Появление Нъюсона окончательно решило вопрос, оставаться ему в
Кэстербридже или нет. Хенчард был не такой человек, чтобы дожидаться
неизбежного приговора, когда речь шла о том, что он принимал так близко к
сердцу. Давно привыкнув переносить страдания молча, в гордом одиночестве, он
решил сделать вид, что все это ему нипочем, но немедленно принять меры.
Он поразил девушку, в которой была вся его жизнь, сказав ей таким
тоном, словно уже разлюбил ее:
- Я собираюсь расстаться с Кэстербриджем, Элизабет-Джейн.

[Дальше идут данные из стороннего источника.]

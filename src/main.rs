use anyhow::Result;
use tracing::info;
use tracing_error::ErrorLayer;
use tracing_subscriber::layer::SubscriberExt;
use tracing_subscriber::EnvFilter;

use mole_attack::app::App;

fn main() -> Result<()> {
    let filter = EnvFilter::try_from_default_env().unwrap_or_else(|_| EnvFilter::new("info,mole_attack=debug"));
    let subscriber = tracing_subscriber::fmt()
        .with_env_filter(filter)
        .finish()
        .with(ErrorLayer::default());
    tracing::subscriber::set_global_default(subscriber)?;

    let mut app = App::new()?;
    info!("Mole Attack started");
    while app.run() {}
    info!("Goodbye!");

    Ok(())
}
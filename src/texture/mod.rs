//! Texture helpers for the presentation layer.

pub mod text;
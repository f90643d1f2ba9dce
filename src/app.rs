//! Application shell: SDL initialization, the window, and the frame loop.

use std::time::Instant;

use anyhow::{anyhow, Result};
use sdl2::render::BlendMode;
use tracing::warn;

use crate::constants::{LOOP_TIME, WINDOW_SIZE};
use crate::game::Game;

pub struct App {
    game: Game,
    // Dropping a subsystem handle shuts that subsystem down; keep them alive
    // for the lifetime of the app.
    _sdl_context: sdl2::Sdl,
    _video_subsystem: sdl2::VideoSubsystem,
    _audio_subsystem: sdl2::AudioSubsystem,
}

impl App {
    pub fn new() -> Result<Self> {
        let sdl_context = sdl2::init().map_err(|e| anyhow!("Failed to initialize SDL2: {}", e))?;
        let video_subsystem = sdl_context
            .video()
            .map_err(|e| anyhow!("Failed to initialize video subsystem: {}", e))?;
        let audio_subsystem = sdl_context
            .audio()
            .map_err(|e| anyhow!("Failed to initialize audio subsystem: {}", e))?;

        let window = video_subsystem
            .window("Mole Attack", WINDOW_SIZE.x, WINDOW_SIZE.y)
            .position_centered()
            .build()?;

        let mut canvas = window.into_canvas().accelerated().build()?;
        canvas.set_blend_mode(BlendMode::Blend);

        // Text input stays on for the whole run; only the menu consumes it.
        video_subsystem.text_input().start();

        let ttf_context =
            sdl2::ttf::init().map_err(|e| anyhow!("Failed to initialize TTF context: {}", e))?;
        let event_pump = sdl_context
            .event_pump()
            .map_err(|e| anyhow!("Failed to get event pump: {}", e))?;

        let game = Game::new(canvas, ttf_context, event_pump)?;

        Ok(Self {
            game,
            _sdl_context: sdl_context,
            _video_subsystem: video_subsystem,
            _audio_subsystem: audio_subsystem,
        })
    }

    /// Runs one paced frame. Returns whether the loop should continue.
    pub fn run(&mut self) -> bool {
        let start = Instant::now();
        let keep_running = self.game.tick();

        let elapsed = start.elapsed();
        if elapsed > LOOP_TIME {
            warn!("Frame took {:?} ({:?} behind schedule)", elapsed, elapsed - LOOP_TIME);
        } else {
            spin_sleep::sleep(LOOP_TIME - elapsed);
        }

        keep_running
    }
}
//! Translates raw SDL events into [`GameEvent`]s.

use std::collections::HashMap;

use bevy_ecs::event::EventWriter;
use bevy_ecs::resource::Resource;
use bevy_ecs::system::{NonSendMut, Res};
use glam::Vec2;
use sdl2::event::Event;
use sdl2::keyboard::Keycode;
use sdl2::mouse::MouseButton;
use sdl2::EventPump;

use crate::events::{GameCommand, GameEvent};

/// Keyboard bindings. Letter keys are deliberately unbound (except M) so
/// they stay available for name entry in the menu.
#[derive(Resource, Debug)]
pub struct Bindings {
    key_bindings: HashMap<Keycode, GameCommand>,
}

impl Default for Bindings {
    fn default() -> Self {
        let key_bindings = HashMap::from([
            (Keycode::Escape, GameCommand::ReturnToMenu),
            (Keycode::M, GameCommand::MuteAudio),
            (Keycode::Up, GameCommand::MenuUp),
            (Keycode::Down, GameCommand::MenuDown),
            (Keycode::Left, GameCommand::MenuLeft),
            (Keycode::Right, GameCommand::MenuRight),
            (Keycode::Return, GameCommand::MenuActivate),
            (Keycode::KpEnter, GameCommand::MenuActivate),
            (Keycode::Backspace, GameCommand::MenuBackspace),
        ]);
        Self { key_bindings }
    }
}

impl Bindings {
    pub fn get(&self, keycode: Keycode) -> Option<GameCommand> {
        self.key_bindings.get(&keycode).copied()
    }
}

/// Drains the SDL event pump into [`GameEvent`]s. The sole producer of input
/// events; everything downstream is window-system agnostic.
pub fn input_system(
    bindings: Res<Bindings>,
    mut writer: EventWriter<GameEvent>,
    mut event_pump: NonSendMut<&'static mut EventPump>,
) {
    for event in event_pump.poll_iter() {
        match event {
            Event::Quit { .. } => {
                writer.write(GameCommand::QuitApp.into());
            }
            Event::KeyDown {
                keycode: Some(keycode),
                repeat: false,
                ..
            } => {
                if let Some(command) = bindings.get(keycode) {
                    writer.write(command.into());
                }
            }
            Event::MouseButtonDown {
                mouse_btn: MouseButton::Left,
                x,
                y,
                ..
            } => {
                writer.write(GameEvent::PointerPressed(Vec2::new(x as f32, y as f32)));
            }
            Event::TextInput { text, .. } => {
                writer.write(GameEvent::TextEntered(text));
            }
            _ => {}
        }
    }
}
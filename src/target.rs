//! The target ("mole") entity.
//!
//! One target exists per hideout slot for the lifetime of a session. Targets
//! toggle active/inactive many times; the session systems enforce that at
//! most one is active at a time. A target expires itself in `tick` once its
//! visible window has elapsed; no external cancellation is needed beyond
//! `deactivate`.

use bevy_ecs::component::Component;
use bevy_ecs::entity::Entity;
use bevy_ecs::resource::Resource;
use glam::Vec2;

#[derive(Component, Debug, Clone, PartialEq)]
pub struct Target {
    /// Center of the hideout this target appears at.
    pub position: Vec2,
    pub radius: f32,
    /// How long the target stays up once activated. Overwritten on each
    /// spawn with the session difficulty's value.
    pub visible_ms: u64,
    pub active: bool,
    /// Millisecond timestamp of the last activation.
    pub activated_at: u64,
}

impl Target {
    pub fn new(position: Vec2, radius: f32, visible_ms: u64) -> Self {
        Self {
            position,
            radius,
            visible_ms,
            active: false,
            activated_at: 0,
        }
    }

    /// Shows the target starting from the given time.
    ///
    /// The caller is responsible for deactivating any previously active
    /// target first; the at-most-one-active invariant lives in the spawn
    /// system, not here.
    pub fn activate(&mut self, now_ms: u64) {
        self.active = true;
        self.activated_at = now_ms;
    }

    /// Hides the target. Idempotent.
    pub fn deactivate(&mut self) {
        self.active = false;
    }

    /// Auto-hides the target once it has been visible longer than
    /// `visible_ms`. Called once per frame. Returns whether the target
    /// expired on this call.
    pub fn tick(&mut self, now_ms: u64) -> bool {
        if self.active && now_ms.saturating_sub(self.activated_at) > self.visible_ms {
            self.deactivate();
            return true;
        }
        false
    }

    /// Whether the point lies within the target's circular hit region.
    /// Always false while inactive.
    pub fn hit_test(&self, point: Vec2) -> bool {
        self.active && self.position.distance_squared(point) <= self.radius * self.radius
    }
}

/// The target entities for the current session, in creation (row-major slot)
/// order. Hit-test iteration follows this order so behavior is deterministic.
/// Empty while no session is running.
#[derive(Resource, Debug, Default)]
pub struct TargetSlots(pub Vec<Entity>);

/// Handle to the currently active target, if any.
///
/// This is a back-reference into [`TargetSlots`], never a second owner: the
/// entities live until the session ends, so the handle cannot dangle.
#[derive(Resource, Debug, Default, Clone, Copy, PartialEq, Eq)]
pub struct ActiveTarget(pub Option<Entity>);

- Расстаться с Кэстербриджем! - воскликнула она. - Значит,
расстаться... со мной?
- Да. Ведь с лавкой ты одна справишься не хуже, чем мы справлялись
вдвоем; а мне не нужны ни лавки, ни улицы, ни люди... лучше мне уехать в
деревню одному, скрыться от людей и идти своим путем, а тебе предоставить
идти своим.
Она опустила глаза и тихо заплакала. Разумеется, она подумала, что к
этому решению он пришел из-за ее любви к Дональду, предвидя, во что,
вероятно, выльется эта любовь. Однако она доказала свою преданность Фарфрэ,
овладев собой и высказавшись откровенно.
- Мне грустно, что вы так решили, - проговорила она с трудом. - Я,
вероятно... возможно... скоро выйду замуж за мистера Фарфрэ, но я не знала,
что вы этого не одобряете!
- Я одобряю все, чего тебе хочется, Иззи, - сказал Хенчард хрипло. - Да
если б и не одобрял, не все ли равно? Я хочу уйти. Мое присутствие может
осложнить твое положение в будущем; словом, лучше всего мне уйти.
Как она ни старалась, движимая привязанностью к Хенчарду, убедить его
отказаться от принятого решения, это ей не удалось, - не могла же она
убедить его в том, чего сама еще не знала: что она сможет заставить себя не
презирать его, обнаружив, что он ей всего только отчим, и заставить себя не
возненавидеть его, узнав, каким путем он сумел скрыть от нее правду. А он
был уверен, что она и не станет себя заставлять. и не было пока таких слов
или фактов, которыми можно было разуверить его.
- В таком случае, - сказала она наконец, - вы не сможете быть на моей
свадьбе, а это нехорошо.
- Я не хочу на ней быть... не хочу! - воскликнул он и добавил уже
мягче: - А ты все-таки иногда вспоминай обо мне, когда будешь жить новой
жизнью... вспомнишь, Иззи?.. Вспоминай обо мне, когда будешь женой самого
богатого, самого видного человека в городе, и пусть мои грехи, когда ты
узнаешь их все, не заставят тебя забыть, что, хоть я полюбил поздно, зато
полюбил сильно.
- Все это из-за Дональда! - промолвила она, всхлипывая.